Restaurant outlook: Employment trends and lower interest rates present opportunities
Softer employment trends translating into lower turnover, coupled with declining interest rates present opportunities in the restaurant and foodservice industry, says J.P. Morgan analysts, as dividend yields and increased focus on digital ordering favors names in the category.
Wendy’s (NASDAQ:WEN) is an “underappreciated story for its continuing 6% dividend yield,” J.P. Morgan’s analyst team led by John Ivankoe says.

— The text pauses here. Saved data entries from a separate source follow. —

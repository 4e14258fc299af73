//! Contract signing state.

use chrono::{DateTime, Utc};
use serde::{Deserialize, Serialize};

use crate::errors::{EstimateError, EstimateResult};
use crate::patch::Validate;

/// Captured signatures. The signature payloads are opaque to the engine
/// (typically an encoded image from the signing pad).
#[derive(Debug, Clone, PartialEq, Eq, Default, Serialize, Deserialize)]
#[serde(default)]
pub struct SignatureData {
    pub contractor: Option<String>,
    pub customer: Option<String>,
    pub contractor_date: Option<DateTime<Utc>>,
    pub customer_date: Option<DateTime<Utc>>,
}

#[derive(Debug, Clone, PartialEq, Eq, Default, Serialize, Deserialize)]
#[serde(default)]
pub struct ContractConfig {
    pub signatures: SignatureData,
    pub agreed_to_terms: bool,
    pub deposit_paid: bool,
}

impl ContractConfig {
    pub fn apply(&mut self, patch: ContractPatch) {
        if let Some(signatures) = patch.signatures {
            self.signatures = signatures;
        }
        if let Some(agreed) = patch.agreed_to_terms {
            self.agreed_to_terms = agreed;
        }
        if let Some(paid) = patch.deposit_paid {
            self.deposit_paid = paid;
        }
    }

    /// Both parties have signed and the customer accepted the terms.
    pub fn is_executed(&self) -> bool {
        self.agreed_to_terms && self.signatures.contractor.is_some() && self.signatures.customer.is_some()
    }
}

/// Partial update for [`ContractConfig`].
#[derive(Debug, Clone, PartialEq, Eq, Default, Serialize, Deserialize)]
#[serde(default, deny_unknown_fields)]
pub struct ContractPatch {
    pub signatures: Option<SignatureData>,
    pub agreed_to_terms: Option<bool>,
    pub deposit_paid: Option<bool>,
}

impl Validate for ContractPatch {
    fn validate(&self) -> EstimateResult<()> {
        if let Some(sig) = &self.signatures {
            if sig.customer_date.is_some() && sig.customer.is_none() {
                return Err(EstimateError::invalid_input(
                    "signatures.customer_date",
                    "set",
                    "Customer signature date given without a signature",
                ));
            }
            if sig.contractor_date.is_some() && sig.contractor.is_none() {
                return Err(EstimateError::invalid_input(
                    "signatures.contractor_date",
                    "set",
                    "Contractor signature date given without a signature",
                ));
            }
        }
        Ok(())
    }
}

And while small cap income isn’t a highly sought-after sector, the dividend yield for Wendy’s (WEN) is protected though straight free cash flow as well as more than $500M in excess cash on the company’s balance sheet.
“We have said in previous research that Wendy’s is too cheap to ignore – an opinion we hold today as well,” Ivankoe and team said in Monday’s report.

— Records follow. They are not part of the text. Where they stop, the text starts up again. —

//! # Building Configuration
//!
//! Footprint, eave height, frame rating and breezeways.
//!
//! Dimensions are restricted to the sizes the manufacturer actually builds:
//!
//! | Dimension | Allowed values (ft)                         |
//! |-----------|---------------------------------------------|
//! | Width     | 12 - 40, every 2'                           |
//! | Length    | 20 - 100 (see [`LENGTH_OPTIONS`])           |
//! | Height    | 8 - 16, every 1'                            |

use std::fmt;

use serde::{Deserialize, Serialize};

use crate::errors::{EstimateError, EstimateResult};
use crate::patch::Validate;
use crate::units::{Feet, LinFt, SqFt};

/// Allowed building widths (ft)
pub const WIDTH_OPTIONS: [u32; 15] = [12, 14, 16, 18, 20, 22, 24, 26, 28, 30, 32, 34, 36, 38, 40];

/// Allowed building lengths (ft)
pub const LENGTH_OPTIONS: [u32; 23] = [
    20, 21, 25, 26, 30, 31, 35, 36, 40, 41, 45, 46, 50, 55, 60, 65, 70, 75, 80, 85, 90, 95, 100,
];

/// Allowed eave heights (ft)
pub const HEIGHT_OPTIONS: [u32; 9] = [8, 9, 10, 11, 12, 13, 14, 15, 16];

/// Headroom a roll-up door must leave below the eave (ft)
pub const DOOR_HEADROOM_FT: u32 = 2;

/// Frame rating. Certified frames are engineered for higher wind and snow
/// loads and carry a base-price multiplier.
#[derive(Debug, Clone, Copy, PartialEq, Eq, Hash, PartialOrd, Ord, Serialize, Deserialize, Default)]
#[serde(rename_all = "snake_case")]
pub enum LegType {
    #[default]
    Standard,
    Certified,
}

impl LegType {
    pub const ALL: [LegType; 2] = [LegType::Standard, LegType::Certified];

    pub fn display_name(&self) -> &'static str {
        match self {
            LegType::Standard => "Standard (29 gauge)",
            LegType::Certified => "Certified (26 gauge - Wind/Snow rated)",
        }
    }
}

impl fmt::Display for LegType {
    fn fmt(&self, f: &mut fmt::Formatter<'_>) -> fmt::Result {
        write!(f, "{}", self.display_name())
    }
}

/// Which side of the building the preview is showing. Not priced.
#[derive(Debug, Clone, Copy, PartialEq, Eq, Hash, Serialize, Deserialize, Default)]
#[serde(rename_all = "snake_case")]
pub enum BuildingView {
    #[default]
    Front,
    Back,
    Left,
    Right,
}

impl BuildingView {
    pub const ALL: [BuildingView; 4] = [
        BuildingView::Front,
        BuildingView::Back,
        BuildingView::Left,
        BuildingView::Right,
    ];

    /// Key fragment used in the door position map
    pub fn key(&self) -> &'static str {
        match self {
            BuildingView::Front => "front",
            BuildingView::Back => "back",
            BuildingView::Left => "left",
            BuildingView::Right => "right",
        }
    }
}

impl fmt::Display for BuildingView {
    fn fmt(&self, f: &mut fmt::Formatter<'_>) -> fmt::Result {
        write!(f, "{}", self.key())
    }
}

/// Breezeway flags: doors centered on opposing walls.
#[derive(Debug, Clone, Copy, PartialEq, Eq, Default, Serialize, Deserialize)]
#[serde(default)]
pub struct Breezeway {
    pub front_back: bool,
    pub side_side: bool,
}

/// Building shell configuration.
#[derive(Debug, Clone, PartialEq, Eq, Serialize, Deserialize)]
pub struct BuildingConfig {
    pub width: Feet,
    pub length: Feet,
    /// Eave height
    pub height: Feet,
    pub leg_type: LegType,
    pub building_view: BuildingView,
    pub breezeway: Breezeway,
}

impl Default for BuildingConfig {
    fn default() -> Self {
        BuildingConfig {
            width: Feet(24),
            length: Feet(30),
            height: Feet(10),
            leg_type: LegType::Standard,
            building_view: BuildingView::Front,
            breezeway: Breezeway::default(),
        }
    }
}

impl BuildingConfig {
    /// Footprint area
    pub fn square_footage(&self) -> SqFt {
        self.width * self.length
    }

    /// Footprint perimeter, used as the gutter run
    pub fn perimeter(&self) -> LinFt {
        self.width.perimeter_with(self.length)
    }

    /// Tallest roll-up door that still leaves [`DOOR_HEADROOM_FT`] below the eave
    pub fn max_roll_up_door_height(&self) -> Feet {
        self.height - Feet(DOOR_HEADROOM_FT)
    }

    /// Shallow-merge a patch. Dimensions outside the allowed sets are
    /// skipped; the names of skipped fields are returned.
    pub fn apply(&mut self, patch: BuildingPatch) -> Vec<&'static str> {
        let mut skipped = Vec::new();
        if let Some(width) = patch.width {
            if is_allowed_width(width) {
                self.width = width;
            } else {
                skipped.push("width");
            }
        }
        if let Some(length) = patch.length {
            if is_allowed_length(length) {
                self.length = length;
            } else {
                skipped.push("length");
            }
        }
        if let Some(height) = patch.height {
            if is_allowed_height(height) {
                self.height = height;
            } else {
                skipped.push("height");
            }
        }
        if let Some(leg_type) = patch.leg_type {
            self.leg_type = leg_type;
        }
        if let Some(view) = patch.building_view {
            self.building_view = view;
        }
        if let Some(breezeway) = patch.breezeway {
            self.breezeway = breezeway;
        }
        skipped
    }
}

pub fn is_allowed_width(width: Feet) -> bool {
    WIDTH_OPTIONS.contains(&width.0)
}

pub fn is_allowed_length(length: Feet) -> bool {
    LENGTH_OPTIONS.contains(&length.0)
}

pub fn is_allowed_height(height: Feet) -> bool {
    HEIGHT_OPTIONS.contains(&height.0)
}

/// Partial update for [`BuildingConfig`].
#[derive(Debug, Clone, PartialEq, Eq, Default, Serialize, Deserialize)]
#[serde(default, deny_unknown_fields)]
pub struct BuildingPatch {
    pub width: Option<Feet>,
    pub length: Option<Feet>,
    pub height: Option<Feet>,
    pub leg_type: Option<LegType>,
    pub building_view: Option<BuildingView>,
    pub breezeway: Option<Breezeway>,
}

fn check_width(width: Feet) -> EstimateResult<()> {
    if !is_allowed_width(width) {
        return Err(EstimateError::invalid_input(
            "width",
            width.0.to_string(),
            "Width must be 12-40 ft in 2 ft steps",
        ));
    }
    Ok(())
}

fn check_length(length: Feet) -> EstimateResult<()> {
    if !is_allowed_length(length) {
        return Err(EstimateError::invalid_input(
            "length",
            length.0.to_string(),
            "Length is not a standard building length",
        ));
    }
    Ok(())
}

fn check_height(height: Feet) -> EstimateResult<()> {
    if !is_allowed_height(height) {
        return Err(EstimateError::invalid_input(
            "height",
            height.0.to_string(),
            "Height must be 8-16 ft",
        ));
    }
    Ok(())
}

/// A complete configuration (e.g. one read back from a snapshot) must use
/// only the allowed dimensions.
impl Validate for BuildingConfig {
    fn validate(&self) -> EstimateResult<()> {
        check_width(self.width)?;
        check_length(self.length)?;
        check_height(self.height)
    }
}

impl Validate for BuildingPatch {
    fn validate(&self) -> EstimateResult<()> {
        self.width.map_or(Ok(()), check_width)?;
        self.length.map_or(Ok(()), check_length)?;
        self.height.map_or(Ok(()), check_height)
    }
}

The same applies to McDonald’s (NYSE:MCD), Dominos (NYSE:DPZ), and Yum Brands (NYSE:YUM), which J.P. Morgan labels as “safe to own” stocks among yield-based stocks. While ratings vary from Neutral (DPZ and YUM) to Overweight (MCD), brand diversity, pivot to a more attractive value message, and solid comparable store sales should insulate these names from lower consumer spending trends and higher-than-expected commodity cost pressures.
Ivankoe recommends investors take profits on Starbucks (NASDAQ:SBUX) following the 36% price appreciation from the July 16 low following the new CEO announcement, as “so much needs to be done to allow Starbucks to return to being Starbucks,” in the eyes of partners and customers. Shares are down more than 2% on Monday.
Among growth stocks, Ivankoe prefers Dutch Bros (NYSE:BROS) as “the best Overweight-rated” idea. A serious focus on only opening new units with strong economics, as opposed to chasing a growth rate – is matched with more efficient marketing spend and the successful rollout of mobile ordering. After a significant set-back on FY guidance, the stock has made a steady recovery with a 27% gain from the post-Q2 low.